Monday, February 27, 2012

My 'Deen'

Contrary to what people actually think, I find myself quite religious. Not exactly pious of course, but I have my reasons.




To be more exact, I'm interested in the ideology of faith. Why people choose to believe instead of just saying 'Ah, fuck it, who the fuck cares'. That itself is such an interesting thing. Why subject one's self to a set of rules when in reality one can have none.

I am a Muslim. That is a fact and not even the most radical of the follower could tell me otherwise. I guess this post could be regarded as the story of how I came to embrace my faith the way I do it. Why I'm so different, I guess.

I used to be extremely pious. I'm not even shitting you, I did the whole thing. Praying 5 times a day - Or even more - and fasting and all that. My parents thought I was to grow up to be a scholar and I guess I did in a way. I remembered talking to God, actually knowing that he's there and looking at everything with awe; this is God's handiwork and fuck, it's awesome.

I was in primary school then, and I roughly remember being in the third year. There was this guy, Syed something was his name. We got to talking and then he started talking about religious studies after school. I was like 'The fuck is that? I don't go to any of that'.

I can still remember everybody going 'Holy fuck!' which of course puzzles me. Is it not enough to pray and all that and appreciate the life of being a Muslim? Does going to religious school seal the deal of being a Muslim, then?
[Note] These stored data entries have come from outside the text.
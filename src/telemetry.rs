use tokio::task::JoinHandle;
use tracing::{subscriber::{set_global_default, SetGlobalDefaultError}, Subscriber};
use tracing_bunyan_formatter::{BunyanFormattingLayer, JsonStorageLayer};
use tracing_subscriber::{fmt::MakeWriter, layer::SubscriberExt, EnvFilter, Registry};

/// Builds a bunyan-formatted subscriber. `env_filter` is only used when
/// `RUST_LOG` is unset.
pub fn get_subscriber<Sink>(
    name: String,
    env_filter: String,
    sink: Sink
) -> impl Subscriber + Send + Sync
where
    Sink: for<'a> MakeWriter<'a> + Send + Sync + 'static
{
    let env_filter = EnvFilter::try_from_default_env()
        .unwrap_or_else(|_| EnvFilter::new(env_filter));
    let formatting_layer = BunyanFormattingLayer::new(name, sink);

    Registry::default()
        .with(env_filter)
        .with(JsonStorageLayer)
        .with(formatting_layer)
}

pub fn init_subscriber(
    subscriber: impl Subscriber + Send + Sync
) -> Result<(), SetGlobalDefaultError>{
    set_global_default(subscriber)
}

// diesel calls block, so they run on the blocking pool inside the caller's span
pub fn spawn_blocking_with_tracing<F, R>(f: F) -> JoinHandle<R>
where
    F: FnOnce() -> R + Send + 'static,
    R: Send + 'static
{
    let current_span = tracing::Span::current();
    tokio::task::spawn_blocking(move || current_span.in_scope(f))
}
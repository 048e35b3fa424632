pub mod routes;
pub mod startup;
pub mod configuration;
pub mod telemetry;
pub mod utils;
pub mod schema;
pub mod models;
pub mod database;
pub mod db_interaction;
pub mod client;
pub mod views;
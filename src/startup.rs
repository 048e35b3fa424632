use std::net::TcpListener;

use actix_web::{dev::Server, web, App, HttpServer};
use tracing_actix_web::TracingLogger;

use crate::{configuration::Settings, database::{get_connection_pool, run_migrations, DbPool}, models::{Customer, Employee, Part, PartLineItem, Service, ServiceLineItem, Vehicle, WorkOrder}, routes::{collection, health_check, index, json_config}};

pub struct Application{
    pub host: String,
    pub port: u16,
    pub server: Server
}

impl Application {
    /// Opens (or creates) the database file, applies the schema and binds
    /// the listener. Port 0 picks a free port, reported back in `port`.
    pub fn build(settings: Settings) -> Result<Self, anyhow::Error>{
        let pool = get_connection_pool(&settings.database)?;
        run_migrations(&pool)?;

        let listener = TcpListener::bind((
            settings.application.host.as_str(),
            settings.application.port
        ))?;
        let port = listener.local_addr()?.port();

        tracing::info!(host = %settings.application.host, port, "starting workshop api");
        let server = run(listener, pool)?;

        Ok(Application{
            host: settings.application.host,
            port,
            server
        })
    }

    pub async fn run_until_stopped(self) -> Result<(), std::io::Error>{
        self.server.await
    }
}

pub fn run(listener: TcpListener, pool: DbPool) -> Result<Server, std::io::Error>{
    let pool = web::Data::new(pool);

    let server = HttpServer::new(move || {
        App::new()
            .wrap(TracingLogger::default())
            .app_data(pool.clone())
            .app_data(json_config())
            .route("/", web::get().to(index))
            .route("/health", web::get().to(health_check))
            .service(collection::<Customer>())
            .service(collection::<Employee>())
            .service(collection::<Vehicle>())
            .service(collection::<Part>())
            .service(collection::<Service>())
            .service(collection::<WorkOrder>())
            .service(collection::<PartLineItem>())
            .service(collection::<ServiceLineItem>())
    })
    .listen(listener)?
    .run();

    Ok(server)
}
So, as kids are, they began to insult me. I didn't know the Arabic letters at all at that point and at one point; something which I will never forget, they wrote two funny things on the board. They asked me to read it and I'm like 'Fuck if I know'. Then they said this:

'This means Allah and this means Muhammad. You can't even read the names of God and the Prophet and you call yourself a Muslim? You're a Kafr."

So, at a tender age of nine, I was introduced to the concept of being a Kafr. Being a Kafr means that one does not know how to read the Arabic letters. Being a Kafr means that you don't go to a school that teaches you all these things. Being a Kafr means you are mixed. Being a Kafr means that even if you can fully appreciate the beauty of Islam, it doesn't count. Being a Kafr means that your relationship with God on a personal level does not count. Being a Kafr means that you cannot be yourself.
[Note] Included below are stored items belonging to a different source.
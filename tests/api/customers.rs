use serde_json::json;
use workshop::models::{Customer, CustomerPayload};

use crate::helpers::TestApp;

#[actix_web::test]
async fn create_get_and_delete_a_customer(){
    let app = TestApp::spawn_app().await;
    let body = json!({
        "nome": "Ana",
        "telefone": "111",
        "email": "a@x.com",
        "endereco": "R1"
    });

    let response = app.post_json("/clientes", &body).await;
    assert_eq!(response.status().as_u16(), 201);

    let created = response.json::<serde_json::Value>().await.unwrap();
    assert_eq!(created, json!({
        "id_cliente": 1,
        "nome": "Ana",
        "telefone": "111",
        "email": "a@x.com",
        "endereco": "R1"
    }));

    let response = app.get_path("/clientes/1").await;
    assert_eq!(response.status().as_u16(), 200);
    assert_eq!(response.json::<serde_json::Value>().await.unwrap(), created);

    let response = app.delete_path("/clientes/1").await;
    assert_eq!(response.status().as_u16(), 200);
    let message = response.json::<serde_json::Value>().await.unwrap();
    assert_eq!(message["message"], "Cliente removido com sucesso");

    assert_eq!(app.status_of::<Customer>(1).await, 404);
}

#[actix_web::test]
async fn get_unknown_customer_returns_404_with_message(){
    let app = TestApp::spawn_app().await;

    let response = app.get_path("/clientes/42").await;

    assert_eq!(response.status().as_u16(), 404);
    let body = response.json::<serde_json::Value>().await.unwrap();
    assert_eq!(body["error"], "Cliente não encontrado");
}

#[actix_web::test]
async fn non_numeric_id_is_not_found(){
    let app = TestApp::spawn_app().await;

    let response = app.get_path("/clientes/abc").await;

    assert_eq!(response.status().as_u16(), 404);
}

#[actix_web::test]
async fn list_is_ordered_by_id(){
    let app = TestApp::spawn_app().await;
    for _ in 0..3 {
        app.seed_customer().await;
    }

    let ids: Vec<i32> = app.list::<Customer>().await
        .iter()
        .map(|c| c.id_cliente)
        .collect();

    assert_eq!(ids, vec![1, 2, 3]);
}

#[actix_web::test]
async fn update_overwrites_every_column(){
    let app = TestApp::spawn_app().await;
    let customer = app.seed_customer().await;

    let response = app.put_json(
        &format!("/clientes/{}", customer.id_cliente),
        &json!({ "nome": "Bia", "email": "b@x.com" })
    ).await;
    assert_eq!(response.status().as_u16(), 200);

    let updated = response.json::<Customer>().await.unwrap();
    assert_eq!(updated, Customer{
        id_cliente: customer.id_cliente,
        nome: "Bia".to_string(),
        telefone: None,
        email: Some("b@x.com".to_string()),
        endereco: None
    });

    let fetched = app.list::<Customer>().await;
    assert_eq!(fetched, vec![updated]);
}

#[actix_web::test]
async fn update_unknown_customer_returns_404(){
    let app = TestApp::spawn_app().await;

    let response = app.put_json("/clientes/7", &json!({ "nome": "Bia" })).await;

    assert_eq!(response.status().as_u16(), 404);
}

#[actix_web::test]
async fn update_unknown_customer_with_incomplete_body_returns_404(){
    let app = TestApp::spawn_app().await;

    let response = app.put_json("/clientes/999", &json!({ "email": "x@y.com" })).await;

    assert_eq!(response.status().as_u16(), 404);
    let body = response.json::<serde_json::Value>().await.unwrap();
    assert_eq!(body["error"], "Cliente não encontrado");
}

#[actix_web::test]
async fn delete_unknown_customer_returns_404(){
    let app = TestApp::spawn_app().await;

    let response = app.delete_path("/clientes/7").await;

    assert_eq!(response.status().as_u16(), 404);
}

#[actix_web::test]
async fn missing_required_field_is_a_server_error(){
    let app = TestApp::spawn_app().await;

    let response = app.post_json("/clientes", &json!({ "telefone": "111" })).await;

    assert_eq!(response.status().as_u16(), 500);
    let body = response.json::<serde_json::Value>().await.unwrap();
    assert!(body["error"].as_str().unwrap().contains("nome"));
    assert!(app.list::<Customer>().await.is_empty());
}

#[actix_web::test]
async fn update_without_required_field_is_a_server_error(){
    let app = TestApp::spawn_app().await;
    let customer = app.seed_customer().await;

    let response = app.put_json(
        &format!("/clientes/{}", customer.id_cliente),
        &json!({ "email": "x@y.com" })
    ).await;

    assert_eq!(response.status().as_u16(), 500);
    let body = response.json::<serde_json::Value>().await.unwrap();
    assert!(body["error"].as_str().unwrap().contains("nome"));
    assert_eq!(app.list::<Customer>().await, vec![customer]);
}

#[actix_web::test]
async fn created_customer_equals_input_plus_id(){
    let app = TestApp::spawn_app().await;
    let payload = CustomerPayload{
        nome: "Carlos".to_string(),
        telefone: None,
        email: Some("c@x.com".to_string()),
        endereco: Some("Rua 2".to_string())
    };

    let created = app.create::<Customer>(&payload).await;

    let response = app.get_path(&format!("/clientes/{}", created.id_cliente)).await;
    let fetched = response.json::<Customer>().await.unwrap();
    assert_eq!(fetched, created);
    assert_eq!(workshop::models::Collection::payload(&fetched), payload);
}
So there I was, a nine year old, being verbally abused about things that were so foreign to me every single day. I was surrounded by racists and they too were nine years old. Fantastic world we live in. I was influenced by their words and all of the sudden, I felt like I was doing something wrong. I went home and I prayed, and I asked God to help me out and still I was at a lost.

So who the fuck was I being so emotionally attached to all these years? If it wasn't God, who could it be? If I was actually a Kafr, then obviously something was wrong there. Then my pet bird died. This was actually pretty damned important part cause I remembered being this nine year old who prayed to God for his pet bird to be revived and it still stayed dead. I lost my faith at that point.

Or at least I thought I did. I spent the next few years not giving a fuck about anything religion related. I'm not shitting you, back then, I was an atheist. I had no faith whatsoever in God. Then I went to High School. I met this Ustazah and she was this straight edged woman. At one point I asked her this:

"Tell me, let's say a person has done nothing wrong or at least very little wrong in his life. His life is dedicated solely to doing good. However, he is not a Muslim. Will he go to hell?"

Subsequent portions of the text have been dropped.